The specific question before the Court in Edwards was whether a plaintiff alleging that her title insurance company violated the Real Estate Settlement Procedures Act (RESPA) must show that she suffered an injury from the insurance company’s unlawful conduct beyond the violation of her legal rights under the statute. RESPA prohibits title insurers and other real-estate-related companies from participating in kickback schemes related to real estate closings. Congress provided that a consumer who discovers an illegal kickback related to her closing can sue to recover statutory damages (and attorney’s fees) without having to prove that the violation caused her any financial injury or any diminution in the quality of the services she received. All she has to show is that the defendant violated her statutory right to have her closing free of the conflicts of interests that arise when the participating companies are paying each other kickbacks.
The defendant, First American, argued that the plaintiff had suffered no discernible injury from the alleged illegal kickback. Because the rates charged the plaintiff were set by state law, she suffered no financial injury. And she did not show that the quality of the services had been reduced by the kickback. In these circumstances, First American argued, Congress was forbidden by Article III from authorizing suit against the insurance company, even if the plaintiff could prove a violation of her statutory rights.
The lower courts rejected that argument, but the Court granted certiorari. The grant was somewhat surprising because there did not appear to be a significant circuit conflict on the question (the usual reason the Court grants review). Instead, it appeared that the Court was considering using the case to establish new Article III limitations on Congress’s power to create private rights of action.

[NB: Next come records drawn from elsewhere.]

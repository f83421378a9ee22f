use super::{
    cursor::Cursor,
    kinds::{CodeSpan, Emphasis, InlineMath, LineBreak, LinkSyntax, Marks},
    types::InlineToken,
};

/// Attempts one construct at the cursor. On `None` the cursor is unchanged.
pub type InlineParser = fn(&mut Cursor<'_>) -> Option<InlineToken>;

/// One named entry in the inline precedence table.
pub struct InlineRule {
    pub name: &'static str,
    pub parse: InlineParser,
}

/// Inline precedence, highest first.
pub const INLINE_RULES: &[InlineRule] = &[
    InlineRule {
        name: "code",
        parse: try_parse_code_span,
    },
    InlineRule {
        name: "math",
        parse: try_parse_math,
    },
    InlineRule {
        name: "strikethrough",
        parse: try_parse_strikethrough,
    },
    InlineRule {
        name: "line_break",
        parse: try_parse_line_break,
    },
    InlineRule {
        name: "html_span",
        parse: try_parse_html_span,
    },
    InlineRule {
        name: "subscript",
        parse: try_parse_subscript,
    },
    InlineRule {
        name: "superscript",
        parse: try_parse_superscript,
    },
    InlineRule {
        name: "highlight",
        parse: try_parse_highlight,
    },
    InlineRule {
        name: "bold_italic",
        parse: try_parse_bold_italic,
    },
    InlineRule {
        name: "bold",
        parse: try_parse_bold,
    },
    InlineRule {
        name: "italic",
        parse: try_parse_italic,
    },
    InlineRule {
        name: "footnote",
        parse: try_parse_footnote,
    },
    InlineRule {
        name: "link",
        parse: try_parse_link,
    },
    InlineRule {
        name: "reference",
        parse: try_parse_reference,
    },
];

/// Bytes that may start a construct; plain text runs stop before them.
const SPECIAL: &[char] = &['*', '_', '`', '~', '[', '^', '=', '<', '\n', '$'];

/// Parses inline content into a sequence of [`InlineToken`]s.
///
/// Every byte of the input ends up in exactly one token. Adjacent text is
/// merged into a single `Text` token.
pub fn parse_inline(s: &str) -> Vec<InlineToken> {
    let mut cur = Cursor::new(s);
    let mut out = vec![];

    'scan: while !cur.eof() {
        for rule in INLINE_RULES {
            if let Some(token) = (rule.parse)(&mut cur) {
                out.push(token);
                continue 'scan;
            }
        }
        let text = take_text(&mut cur);
        push_text(&mut out, text);
    }

    out
}

fn push_text(out: &mut Vec<InlineToken>, text: &str) {
    if let Some(InlineToken::Text { content }) = out.last_mut() {
        content.push_str(text);
    } else {
        out.push(InlineToken::text(text));
    }
}

/// Consumes plain text up to the next byte that could start a construct.
/// Always consumes at least one character.
fn take_text<'a>(cur: &mut Cursor<'a>) -> &'a str {
    let rest = cur.rest();
    let first = rest.chars().next().map_or(0, char::len_utf8);
    let mut end = rest[first..]
        .find(SPECIAL)
        .map_or(rest.len(), |p| p + first);
    for pat in [LineBreak::TRAILING_SPACES, LineBreak::BACKSLASH] {
        if let Some(p) = rest.find(pat).filter(|&p| p > 0) {
            end = end.min(p);
        }
    }
    cur.bump_n(end);
    &rest[..end]
}

/// `open` + non-empty inner text + `close`, with none of `forbidden` in the
/// inner text. Returns the inner text and the total length.
fn enclosed<'s>(
    rest: &'s str,
    open: &str,
    close: &str,
    forbidden: &[char],
) -> Option<(&'s str, usize)> {
    let body = rest.strip_prefix(open)?;
    let end = body.find(close)?;
    let inner = &body[..end];
    if inner.is_empty() || inner.contains(forbidden) {
        return None;
    }
    Some((inner, open.len() + end + close.len()))
}

/// Runs `enclosed` at the cursor and consumes the match.
fn take_enclosed(
    cur: &mut Cursor<'_>,
    open: &str,
    close: &str,
    forbidden: &[char],
) -> Option<String> {
    let (inner, len) = enclosed(cur.rest(), open, close, forbidden)?;
    cur.bump_n(len);
    Some(inner.to_string())
}

/// Code span. Inner text is taken verbatim.
fn try_parse_code_span(cur: &mut Cursor<'_>) -> Option<InlineToken> {
    let content = take_enclosed(cur, CodeSpan::TICK, CodeSpan::TICK, &[])?;
    Some(InlineToken::Code { content })
}

/// `$latex$` on one line. An escaped dollar neither opens nor closes.
fn try_parse_math(cur: &mut Cursor<'_>) -> Option<InlineToken> {
    if cur.prev() == Some(InlineMath::ESCAPE) {
        return None;
    }
    let (inner, len) = enclosed(cur.rest(), InlineMath::DOLLAR, InlineMath::DOLLAR, &['\n'])?;
    if inner.as_bytes().last() == Some(&InlineMath::ESCAPE) {
        return None;
    }
    cur.bump_n(len);
    Some(InlineToken::Math {
        latex: inner.to_string(),
    })
}

fn try_parse_strikethrough(cur: &mut Cursor<'_>) -> Option<InlineToken> {
    let content = take_enclosed(cur, Marks::STRIKE, Marks::STRIKE, &['~'])?;
    Some(InlineToken::Strikethrough { content })
}

/// `<br>` variants, two trailing spaces or a backslash before a newline, or
/// a bare newline.
fn try_parse_line_break(cur: &mut Cursor<'_>) -> Option<InlineToken> {
    for pat in [
        LineBreak::TRAILING_SPACES,
        LineBreak::BACKSLASH,
        LineBreak::NEWLINE,
    ] {
        if cur.starts_with(pat) {
            cur.bump_n(pat.len());
            return Some(InlineToken::LineBreak);
        }
    }

    if !cur.starts_with(LineBreak::BR_OPEN) {
        return None;
    }
    let saved = cur.clone();
    cur.bump_n(LineBreak::BR_OPEN.len());
    while cur.peek().is_some_and(|b| b.is_ascii_whitespace()) {
        cur.bump();
    }
    if cur.peek() == Some(b'/') {
        cur.bump();
    }
    if cur.bump() != Some(b'>') {
        *cur = saved;
        return None;
    }
    Some(InlineToken::LineBreak)
}

fn try_parse_html_span(cur: &mut Cursor<'_>) -> Option<InlineToken> {
    if let Some(content) = take_enclosed(cur, Marks::UNDERLINE_OPEN, Marks::UNDERLINE_CLOSE, &['<']) {
        return Some(InlineToken::Underline { content });
    }
    let content = take_enclosed(cur, Marks::MARK_OPEN, Marks::MARK_CLOSE, &['<'])?;
    Some(InlineToken::Mark { content })
}

fn try_parse_subscript(cur: &mut Cursor<'_>) -> Option<InlineToken> {
    let content = take_enclosed(cur, Marks::SUBSCRIPT, Marks::SUBSCRIPT, &['~'])?;
    Some(InlineToken::Subscript { content })
}

fn try_parse_superscript(cur: &mut Cursor<'_>) -> Option<InlineToken> {
    let content = take_enclosed(cur, Marks::SUPERSCRIPT, Marks::SUPERSCRIPT, &['^'])?;
    Some(InlineToken::Superscript { content })
}

fn try_parse_highlight(cur: &mut Cursor<'_>) -> Option<InlineToken> {
    let content = take_enclosed(cur, Marks::HIGHLIGHT, Marks::HIGHLIGHT, &['='])?;
    Some(InlineToken::Highlight { content })
}

fn try_parse_bold_italic(cur: &mut Cursor<'_>) -> Option<InlineToken> {
    Emphasis::BOLD_ITALIC.iter().find_map(|(open, close)| {
        let content = take_enclosed(cur, open, close, &[])?;
        Some(InlineToken::BoldItalic { content })
    })
}

fn try_parse_bold(cur: &mut Cursor<'_>) -> Option<InlineToken> {
    [Emphasis::BOLD_STAR, Emphasis::BOLD_UNDERSCORE]
        .into_iter()
        .find_map(|d| take_enclosed(cur, d, d, &Emphasis::INNER_FORBIDDEN))
        .map(|content| InlineToken::Bold { content })
}

/// Single-delimiter emphasis, rejected when the closing delimiter is doubled.
fn try_parse_italic(cur: &mut Cursor<'_>) -> Option<InlineToken> {
    [Emphasis::STAR, Emphasis::UNDERSCORE]
        .into_iter()
        .find_map(|d| {
            let rest = cur.rest();
            let (inner, len) = enclosed(rest, d, d, &Emphasis::INNER_FORBIDDEN)?;
            if rest[len..].starts_with(d) {
                return None;
            }
            cur.bump_n(len);
            Some(inner.to_string())
        })
        .map(|content| InlineToken::Italic { content })
}

fn try_parse_footnote(cur: &mut Cursor<'_>) -> Option<InlineToken> {
    let id = take_enclosed(cur, LinkSyntax::FOOTNOTE_OPEN, "]", &[])?;
    Some(InlineToken::Footnote { id, number: None })
}

/// `[text]` at the start of `rest`: the text and the length consumed.
fn bracketed(rest: &str) -> Option<(&str, usize)> {
    let body = rest.strip_prefix(LinkSyntax::OPEN)?;
    let end = body.find(LinkSyntax::CLOSE)?;
    Some((&body[..end], end + 2))
}

/// `[text](url "title")`. The URL has no whitespace; the title is optional.
fn try_parse_link(cur: &mut Cursor<'_>) -> Option<InlineToken> {
    let rest = cur.rest();
    let (text, n) = bracketed(rest).filter(|(t, _)| !t.is_empty())?;
    let body = rest[n..].strip_prefix(LinkSyntax::URL_OPEN)?;
    let close = body.find(LinkSyntax::URL_CLOSE)?;
    let inside = &body[..close];

    let url_end = inside.find(char::is_whitespace).unwrap_or(inside.len());
    let href = &inside[..url_end];
    if href.is_empty() {
        return None;
    }
    let title = match inside[url_end..].trim_start() {
        "" => None,
        t => {
            let quoted = t
                .strip_prefix(LinkSyntax::TITLE_QUOTE)?
                .strip_suffix(LinkSyntax::TITLE_QUOTE)?;
            if quoted.is_empty() || quoted.contains(LinkSyntax::TITLE_QUOTE) {
                return None;
            }
            Some(quoted.to_string())
        }
    };

    cur.bump_n(n + 1 + close + 1);
    Some(InlineToken::Link {
        text: text.to_string(),
        href: href.to_string(),
        title,
    })
}

/// `[text][label]` or `[text][]`.
fn try_parse_reference(cur: &mut Cursor<'_>) -> Option<InlineToken> {
    let rest = cur.rest();
    let (text, n) = bracketed(rest).filter(|(t, _)| !t.is_empty())?;
    let (label, m) = bracketed(&rest[n..])?;
    let label = if label.is_empty() { text } else { label };
    cur.bump_n(n + m);
    Some(InlineToken::Reference {
        text: text.to_string(),
        label: label.to_string(),
    })
}

#[cfg(test)]
mod tests {
    use super::*;
    use pretty_assertions::assert_eq;
    use rstest::rstest;

    fn text(s: &str) -> InlineToken {
        InlineToken::text(s)
    }

    #[test]
    fn parse_simple_text() {
        assert_eq!(parse_inline("hello world"), vec![text("hello world")]);
    }

    #[test]
    fn code_span_is_a_raw_zone() {
        assert_eq!(
            parse_inline("`**bold**`"),
            vec![InlineToken::Code {
                content: "**bold**".into()
            }]
        );
    }

    #[rstest]
    #[case("**b**", InlineToken::Bold { content: "b".into() })]
    #[case("__b__", InlineToken::Bold { content: "b".into() })]
    #[case("*i*", InlineToken::Italic { content: "i".into() })]
    #[case("_i_", InlineToken::Italic { content: "i".into() })]
    #[case("***bi***", InlineToken::BoldItalic { content: "bi".into() })]
    #[case("___bi___", InlineToken::BoldItalic { content: "bi".into() })]
    #[case("**_bi_**", InlineToken::BoldItalic { content: "bi".into() })]
    #[case("_**bi**_", InlineToken::BoldItalic { content: "bi".into() })]
    #[case("~~gone~~", InlineToken::Strikethrough { content: "gone".into() })]
    #[case("~2~", InlineToken::Subscript { content: "2".into() })]
    #[case("^10^", InlineToken::Superscript { content: "10".into() })]
    #[case("==hi==", InlineToken::Highlight { content: "hi".into() })]
    #[case("<u>under</u>", InlineToken::Underline { content: "under".into() })]
    #[case("<mark>m</mark>", InlineToken::Mark { content: "m".into() })]
    #[case("$x^2$", InlineToken::Math { latex: "x^2".into() })]
    #[case("[^note]", InlineToken::Footnote { id: "note".into(), number: None })]
    fn single_constructs(#[case] input: &str, #[case] expected: InlineToken) {
        assert_eq!(parse_inline(input), vec![expected]);
    }

    #[test]
    fn mixed_sentence() {
        assert_eq!(
            parse_inline("H~2~O is *wet*."),
            vec![
                text("H"),
                InlineToken::Subscript {
                    content: "2".into()
                },
                text("O is "),
                InlineToken::Italic {
                    content: "wet".into()
                },
                text("."),
            ]
        );
    }

    #[rstest]
    #[case("<br>")]
    #[case("<br/>")]
    #[case("<br />")]
    #[case("  \n")]
    #[case("\\\n")]
    #[case("\n")]
    fn line_break_forms(#[case] input: &str) {
        assert_eq!(parse_inline(input), vec![InlineToken::LineBreak]);
    }

    #[test]
    fn trailing_spaces_end_the_text_run() {
        assert_eq!(
            parse_inline("one  \ntwo"),
            vec![text("one"), InlineToken::LineBreak, text("two")]
        );
    }

    #[test]
    fn inline_link_with_title() {
        assert_eq!(
            parse_inline(r#"[site](https://e.com "Home")"#),
            vec![InlineToken::Link {
                text: "site".into(),
                href: "https://e.com".into(),
                title: Some("Home".into()),
            }]
        );
    }

    #[rstest]
    #[case("[text][Label]", "text", "Label")]
    #[case("[Text][]", "Text", "Text")]
    fn reference_links(#[case] input: &str, #[case] t: &str, #[case] label: &str) {
        assert_eq!(
            parse_inline(input),
            vec![InlineToken::Reference {
                text: t.into(),
                label: label.into()
            }]
        );
    }

    #[test]
    fn escaped_dollar_is_not_math() {
        assert_eq!(parse_inline(r"costs \$5 and \$6"), vec![text(r"costs \$5 and \$6")]);
    }

    #[test]
    fn math_does_not_cross_lines() {
        let tokens = parse_inline("$a\nb$");
        assert!(!tokens.iter().any(|t| matches!(t, InlineToken::Math { .. })));
    }

    #[test]
    fn italic_not_followed_by_second_delimiter() {
        assert_eq!(parse_inline("*a**"), vec![text("*a**")]);
    }

    #[rstest]
    #[case("2 * 3 = 6")]
    #[case("a [bracket without close")]
    #[case("x < y")]
    #[case("[text] alone")]
    fn unmatched_markers_stay_text(#[case] input: &str) {
        assert_eq!(parse_inline(input), vec![text(input)]);
    }

    #[test]
    fn multibyte_text_is_preserved() {
        assert_eq!(
            parse_inline("héllo *wörld* ✓"),
            vec![
                text("héllo "),
                InlineToken::Italic {
                    content: "wörld".into()
                },
                text(" ✓"),
            ]
        );
    }

    #[test]
    fn emphasis_with_link_inside_is_not_split() {
        let tokens = parse_inline("**see [a](b)**");
        assert_eq!(
            tokens,
            vec![InlineToken::Bold {
                content: "see [a](b)".into()
            }]
        );
    }

    #[test]
    fn rule_order_is_stable() {
        let names: Vec<_> = INLINE_RULES.iter().map(|r| r.name).collect();
        assert_eq!(
            names,
            vec![
                "code",
                "math",
                "strikethrough",
                "line_break",
                "html_span",
                "subscript",
                "superscript",
                "highlight",
                "bold_italic",
                "bold",
                "italic",
                "footnote",
                "link",
                "reference"
            ]
        );
    }
}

It may be, however, that the members of the Court were unable to reach any consensus on what those limitations should be. It’s a tricky business. There is surface appeal to the idea that Congress cannot authorize suits by people who have suffered no injury. But for many years, it was considered black letter law that Congress could create statutory rights, the invasion of which created an injury in fact sufficient to establish Article III standing. But what First American proposed was that courts would superintend that process by deciding which statutory violations cause constitutionally cognizable “injuries” and which do not.
Figuring out how to draw that distinction would not be easy. Certainly, everyone agrees that injuries other than physical or financial injuries count under Article III. Defamation, for example, does not necessarily cause financial harm, but it is well established that the humiliation or injury to reputation counts under Article III. At the oral argument, Justice Breyer asked whether annoyance at receiving unsolicited sales calls during dinner would count as well? What about other invasions of privacy? Or rights that are designed to prevent harm — like the right to receive certain information before taking a medication or the right to receive important services only from people meeting certain qualifications or in the absence of conflicts of interest?

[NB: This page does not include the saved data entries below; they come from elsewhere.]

/// A cursor for byte-wise inline scanning.
///
/// Rules clone the cursor before a speculative scan and restore it on
/// failure, so a rejected construct never consumes input.
#[derive(Debug, Clone)]
pub struct Cursor<'a> {
    /// The string being parsed.
    pub s: &'a str,
    /// Current byte index into `s`.
    pub i: usize,
}

impl<'a> Cursor<'a> {
    pub fn new(s: &'a str) -> Self {
        Self { s, i: 0 }
    }

    pub fn eof(&self) -> bool {
        self.i >= self.s.len()
    }

    /// Peeks at the current byte without advancing.
    pub fn peek(&self) -> Option<u8> {
        self.s.as_bytes().get(self.i).copied()
    }

    /// The byte before the cursor.
    pub fn prev(&self) -> Option<u8> {
        self.i
            .checked_sub(1)
            .and_then(|p| self.s.as_bytes().get(p).copied())
    }

    /// Unconsumed input.
    pub fn rest(&self) -> &'a str {
        self.s.get(self.i..).unwrap_or("")
    }

    pub fn starts_with(&self, pat: &str) -> bool {
        self.rest().starts_with(pat)
    }

    /// Advances by one byte, returning the consumed byte.
    pub fn bump(&mut self) -> Option<u8> {
        let b = self.peek()?;
        self.i += 1;
        Some(b)
    }

    /// Advances by `n` bytes. Callers keep the index on a char boundary.
    pub fn bump_n(&mut self, n: usize) {
        self.i = (self.i + n).min(self.s.len());
    }
}
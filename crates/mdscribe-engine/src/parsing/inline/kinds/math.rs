pub struct InlineMath;

impl InlineMath {
    pub const DOLLAR: &'static str = "$";
    /// A dollar directly after this byte is literal.
    pub const ESCAPE: u8 = b'\\';
}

Some Justices may have been concerned that there is no principled way of making these distinctions, short of having judges decide which interests or statutory rights are, in their view, sufficiently important to be worth suing about.

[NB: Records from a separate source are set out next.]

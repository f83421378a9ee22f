//! Ordered block-rule tables and the shared segmenter.
//!
//! Precedence is the order of a table. The top level and quote content use
//! the same [`segment`] loop with different tables.

use crate::models::{Block, LinkDefinitions};
use crate::parsing::lines::LineCursor;
use crate::parsing::options::ParseOptions;

use super::kinds::{
    block_quote, code_fence, heading, horizontal_rule, html, image, list, math, paragraph, table,
    toc,
};

/// Read-only state shared by every block rule during one parse.
#[derive(Debug, Clone, Copy)]
pub struct BlockContext<'d> {
    pub options: &'d ParseOptions,
    /// Link definitions from the pre-pass, for reference-style images.
    pub links: &'d LinkDefinitions,
    /// Quote nesting depth; 0 is the document level.
    pub depth: usize,
}

impl<'d> BlockContext<'d> {
    pub fn new(options: &'d ParseOptions, links: &'d LinkDefinitions) -> Self {
        Self {
            options,
            links,
            depth: 0,
        }
    }

    /// Context for content one quote level deeper.
    pub fn nested(&self) -> Self {
        Self {
            depth: self.depth + 1,
            ..*self
        }
    }
}

/// A recognised block and the cursor just past its last line.
#[derive(Debug)]
pub struct Matched<'a> {
    pub block: Block,
    pub next: LineCursor<'a>,
}

/// Tries to recognise a block at the cursor. `None` leaves the line to the
/// next rule.
pub type BlockParser = for<'a> fn(&BlockContext<'_>, LineCursor<'a>) -> Option<Matched<'a>>;

/// One named entry in a precedence table.
pub struct BlockRule {
    pub name: &'static str,
    pub enabled: fn(&ParseOptions) -> bool,
    pub parse: BlockParser,
}

impl std::fmt::Debug for BlockRule {
    fn fmt(&self, f: &mut std::fmt::Formatter<'_>) -> std::fmt::Result {
        f.debug_struct("BlockRule").field("name", &self.name).finish()
    }
}

fn always(_: &ParseOptions) -> bool {
    true
}

fn tables_enabled(o: &ParseOptions) -> bool {
    o.enable_tables
}

fn math_enabled(o: &ParseOptions) -> bool {
    o.enable_math
}

/// Document-level precedence. Lines no rule claims become paragraph text.
pub const DOCUMENT_RULES: &[BlockRule] = &[
    BlockRule {
        name: "toc",
        enabled: always,
        parse: toc::parse,
    },
    BlockRule {
        name: "image",
        enabled: always,
        parse: image::parse,
    },
    BlockRule {
        name: "quote",
        enabled: always,
        parse: block_quote::parse,
    },
    BlockRule {
        name: "math",
        enabled: math_enabled,
        parse: math::parse,
    },
    BlockRule {
        name: "code",
        enabled: always,
        parse: code_fence::parse,
    },
    BlockRule {
        name: "table",
        enabled: tables_enabled,
        parse: table::parse,
    },
    BlockRule {
        name: "list",
        enabled: always,
        parse: list::parse,
    },
    BlockRule {
        name: "horizontal_rule",
        enabled: always,
        parse: horizontal_rule::parse,
    },
    BlockRule {
        name: "heading",
        enabled: always,
        parse: heading::parse,
    },
    BlockRule {
        name: "html",
        enabled: always,
        parse: html::parse,
    },
];

/// The reduced grammar used for quoted content.
pub const QUOTE_RULES: &[BlockRule] = &[
    BlockRule {
        name: "quote",
        enabled: always,
        parse: block_quote::parse,
    },
    BlockRule {
        name: "heading",
        enabled: always,
        parse: heading::parse,
    },
    BlockRule {
        name: "list",
        enabled: always,
        parse: list::parse_flat,
    },
    BlockRule {
        name: "code",
        enabled: always,
        parse: code_fence::parse_simple,
    },
];

pub fn rules_for_depth(depth: usize) -> &'static [BlockRule] {
    if depth == 0 { DOCUMENT_RULES } else { QUOTE_RULES }
}

/// Segments `lines` into blocks in one forward scan.
///
/// A blank line closes the open paragraph. Every other line is offered to
/// the enabled rules in order; the first match flushes the paragraph and
/// moves the cursor past the block.
pub fn segment(ctx: &BlockContext<'_>, lines: &[&str]) -> Vec<Block> {
    let rules = rules_for_depth(ctx.depth);
    let mut blocks = vec![];
    let mut paragraph = paragraph::ParagraphBuffer::default();
    let mut cur = LineCursor::new(lines);

    'scan: while let Some(line) = cur.line() {
        if line.trim().is_empty() {
            paragraph.flush_into(&mut blocks);
            cur = cur.advance(1);
            continue;
        }

        for rule in rules.iter().filter(|r| (r.enabled)(ctx.options)) {
            if let Some(Matched { block, next }) = (rule.parse)(ctx, cur) {
                log::trace!(
                    "block rule {} matched lines {}..{} at depth {}",
                    rule.name,
                    cur.pos(),
                    next.pos(),
                    ctx.depth
                );
                paragraph.flush_into(&mut blocks);
                blocks.push(block);
                cur = next;
                continue 'scan;
            }
        }

        paragraph.push(line);
        cur = cur.advance(1);
    }

    paragraph.flush_into(&mut blocks);
    blocks
}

They may also have been concerned about the potentially odd, and complicated, results that would follow from locating this new limitation on private rights of action in Article III. For example, because Article III only limits the jurisdiction of federal courts, plaintiffs might have responded to a ruling in First American’s favor by bringing suit under RESPA and similar statutes in state court, in states that have standing rules more liberal than in federal court. Defendants might have tried to remove those cases to federal court, but the removal statute only permits removal of cases over which the federal court has original jurisdiction (and Article III is generally seen as a limitation on subject matter jurisdiction). If the cases could not be removed, there then would have been a question whether the Constitution permits Congress to establish causes of action that sometimes can only be litigated in state court.
The Court may yet end up confronting those questions in a future case. If, in fact, the Court simply decided that this was not the right case for resolving the Article III question, it could grant cert. on the same question in a future case. But if, instead, the Court dismissed the case because it could not reach agreement on a workable constitutional test, then revisiting the question may be on hold for some time — or at least until the current membership of the Court changes.
UPDATE: It has also been suggested to me that the Court may have dismissed the case because it came to doubt First American’s claim that there could be no financial injury from the kickbacks because the title insurance premium was set by law. In that case, it is possible that the plaintiff might have been able to satisfy even First American’s proposed standing standard.
I am personally skeptical of this explanation — the Court was made aware of this argument before it granted cert. and it would have been easy enough to issue a decision setting out the constitutional standard and then remanding to the lower courts to figure out whether the plaintiff could establish standing under that standard (including by showing that she did, in fact, suffer a financial injury).